◆ **Task details**
Write out, unaltered, each line from the top of the records below down to the line where "pub name: &'static" appears, that line included.

(Provided entries begins)

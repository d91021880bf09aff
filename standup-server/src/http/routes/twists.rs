//! Twist catalogue endpoint

use axum::{routing::get, Json, Router};
use serde::Serialize;
use standup_core::Twist;

#[derive(Serialize)]
pub struct TwistInfo {
    pub id: &'static str,
    pub name: &'static str,
    pub description: &'static str,
}

#[derive(Serialize)]
pub struct TwistsResponse {
    pub twists: Vec<TwistInfo>,
}

/// GET /twists - every twist `POST /spin` accepts
async fn list_twists() -> Json<TwistsResponse> {
    let twists = Twist::ALL
        .into_iter()
        .map(|t| TwistInfo {
            id: t.id(),
            name: t.label(),
            description: t.description(),
        })
        .collect();

    Json(TwistsResponse { twists })
}

pub fn router<S>() -> Router<S>
where
    S: Clone + Send + Sync + 'static,
{
    Router::new()
        .route("/twists", get(list_twists))
        .route("/twists/", get(list_twists))
}
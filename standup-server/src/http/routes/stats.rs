//! Statistics endpoint

use std::sync::Arc;

use axum::{extract::State, routing::get, Json, Router};
use chrono::Utc;
use serde::Deserialize;
use standup_core::{aggregate, MemberStats};

use crate::http::error::ApiError;
use crate::http::extractors::ValidQuery;
use crate::http::AppState;
use crate::models::DaysWindow;

#[derive(Debug, Default, Deserialize)]
pub struct StatsParams {
    pub days: Option<i64>,
}

/// GET /stats?days=30 - who went first, last, and how often
async fn get_stats(
    State(state): State<Arc<AppState>>,
    ValidQuery(params): ValidQuery<StatsParams>,
) -> Result<Json<Vec<MemberStats>>, ApiError> {
    let window = params
        .days
        .map(DaysWindow::new)
        .transpose()?
        .unwrap_or_default();

    let records = state
        .store
        .spin_records_since(window.cutoff(Utc::now()))
        .await?;
    tracing::debug!(days = window.days(), records = records.len(), "computing stats");

    Ok(Json(aggregate(&records)))
}

pub fn router() -> Router<Arc<AppState>> {
    Router::new()
        .route("/stats", get(get_stats))
        .route("/stats/", get(get_stats))
}
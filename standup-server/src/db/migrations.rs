//! Schema bootstrap for the spinner tables
//!
//! Idempotent `CREATE ... IF NOT EXISTS` statements run at startup.

use sqlx::PgPool;

use super::DbError;

/// Create tables and indexes if they are missing
pub async fn run(pool: &PgPool) -> Result<(), DbError> {
    tracing::info!("Ensuring standup schema...");

    sqlx::query(
        r#"
        CREATE TABLE IF NOT EXISTS team_members (
            id BIGSERIAL PRIMARY KEY,
            name TEXT NOT NULL UNIQUE,
            emoji TEXT NOT NULL DEFAULT '👤',
            is_active BOOLEAN NOT NULL DEFAULT TRUE,
            created_at TIMESTAMPTZ NOT NULL DEFAULT NOW()
        )
        "#,
    )
    .execute(pool)
    .await?;

    sqlx::query(
        r#"
        CREATE TABLE IF NOT EXISTS spin_orders (
            id BIGSERIAL PRIMARY KEY,
            session_id UUID NOT NULL,
            member_id BIGINT NOT NULL REFERENCES team_members(id) ON DELETE CASCADE,
            position INTEGER NOT NULL CHECK (position > 0),
            twist_type TEXT NOT NULL,
            created_at TIMESTAMPTZ NOT NULL DEFAULT NOW()
        )
        "#,
    )
    .execute(pool)
    .await?;

    let indexes = [
        "CREATE INDEX IF NOT EXISTS idx_team_members_active ON team_members(is_active)",
        "CREATE INDEX IF NOT EXISTS idx_spin_orders_session ON spin_orders(session_id)",
        "CREATE INDEX IF NOT EXISTS idx_spin_orders_created ON spin_orders(created_at)",
        "CREATE INDEX IF NOT EXISTS idx_spin_orders_member ON spin_orders(member_id)",
    ];
    for ddl in indexes {
        sqlx::query(ddl).execute(pool).await?;
    }

    tracing::info!("Standup schema ready");
    Ok(())
}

(Provided entries ends)

◆ **Output for this exercise**
repository d91021880bf09aff
filename standup-server/src/http/routes/twists.rs
//! Twist catalogue endpoint

use axum::{routing::get, Json, Router};
use serde::Serialize;
use standup_core::Twist;

#[derive(Serialize)]
pub struct TwistInfo {
    pub id: &'static str,
    pub name: &'static str,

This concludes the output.